As for the research done in field of American Politics, I can agree that oftentimes method trumps substance, and that we are all too focused on easily quantifiable phenomena. But the response should be to expand the space for studying American political institutions and behavior rather than jettisoning the entire project. Far too much of the criticism seems to come from researchers who just don't like American Politics as a subfield, and who would prefer if it were simply annexed to the study of Comparative Politics or transformed into Political Sociology. The reality is that we can often learn more digging deeply into one particular political system than we can integrating it into a broader international subject. Most political scientists in the U.S. are American citizens. Of course they want to study their own country's political system - and it is perfectly natural and right that they do so, if for no other reason than they'll have a much richer understanding than if they immersed themselves in some other system.
As a practical objection, American Politics research is relatively cheap, as there are no expensive travel requirements. Integrate the subfield with others and the volume of output would likely decline radically, particularly as I see little indication that new sources of funding would be made available. What institutions are going to fund work with little connection to specifically American considerations? The scarce resources now available for comparative research would probably not be greatly increased, but would have far more people competing over it.

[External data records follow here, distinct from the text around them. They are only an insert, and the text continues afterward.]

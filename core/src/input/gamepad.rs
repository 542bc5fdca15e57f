//! Gamepad polling through gilrs

use gilrs::{Button, EventType, Gilrs};

use super::{DevicePoller, Direction, InputEvent};

/// Translates gilrs button presses into menu events.
pub struct GamepadPoller {
    gilrs: Gilrs,
}

impl GamepadPoller {
    /// Returns `None` if gamepad support could not be initialized.
    pub fn new() -> Option<Self> {
        match Gilrs::new() {
            Ok(gilrs) => Some(Self { gilrs }),
            Err(e) => {
                tracing::warn!(
                    "Failed to initialize gamepad support: {}. Gamepads will not be available.",
                    e
                );
                None
            }
        }
    }
}

fn map_button(button: Button) -> Option<InputEvent> {
    Some(match button {
        Button::DPadUp => InputEvent::Navigate(Direction::Up),
        Button::DPadDown => InputEvent::Navigate(Direction::Down),
        Button::DPadLeft => InputEvent::Navigate(Direction::Left),
        Button::DPadRight => InputEvent::Navigate(Direction::Right),
        // South=A, East=B in Xbox layout
        Button::South => InputEvent::Confirm,
        Button::East => InputEvent::Back,
        Button::Start => InputEvent::Menu,
        _ => return None,
    })
}

impl DevicePoller for GamepadPoller {
    fn poll(&mut self, events: &mut Vec<InputEvent>) {
        while let Some(event) = self.gilrs.next_event() {
            let id = usize::from(event.id);
            match event.event {
                EventType::ButtonPressed(button, _) => events.extend(map_button(button)),
                EventType::Connected => events.push(InputEvent::DeviceConnected(id)),
                EventType::Disconnected => events.push(InputEvent::DeviceDisconnected(id)),
                _ => {}
            }
        }
    }
}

Finally, I think a diminution of the focus on American Politics is intellectually and morally irresponsible. The study of American Politics is at its core the study of American democracy. I am concerned that the discipline does not do enough to ground itself in questions of uniquely American problems. There is a great deal of evidence that the relatively stable, egalitarian democratic republic we all live in is far more fragile than we realized. It is political scientists who are best situated to analyze the nature of these specifically American and specifically politicalproblems, who are best equipped to understand (and suggest reforms) to a constitutional republic that has seen better days. We need a broader focus on American political life beyond simply public opinion and elections. This does not mean that we should bury our present concerns in some generalized study of western democracies, or that we should latch onto one domestic ideological agenda. We should reform the study of American Politics by restoring its essential focus - not eliminating that focus altogether.
you're my favorite political blogger.By Anastasia, at 5:51 PM
Aw, thanks!By Arbitrista, at 9:29 PM
I find your answers interesting but limited. I have found, as an educator of American politics in the CUNY system, that the students who are "hard to reach" with American politics are simply bored with it, like I was, by the excessive parochialism and methodological emphasis. Many students have traveled widely to other countries, and even those who haven't at least have traveled around the U.S. They want more than their professors give them, and so they intellectually tune out. A comparative approach will excite them much more.By Marriah, at 10:26 AM
I agree that American Politics should be expanded as a field. Its current practice is too limited, and, frankly, boring.
However, you are incorrect about the idea of the U.S. being a relatively stable, egalitarian democracy. Many students who travel abroad realize just how backwards the U.S. is in its democratic practices compared to other, even newer, democracies. Israel, Germany, Japan, Canada, Australia, Great Britain, and India all do a better job of democracy than the U.S. Mandatory Voting, a voting holiday, more efficient balloting mechanisms, etc.
Students who go abroad often discover that American Politics has become something of a joke as a field of study. Hence, I understand the desire to make it an accessory to Comparative Politics. Personally, I studied American Politics obsessively in college, then I got bored with it. The same lessons and topics kept coming up. Besides, the U.S. lacks the rich historical heritage and culture that many other countries have, thus leaving the U.S. less interesting as a subject of study.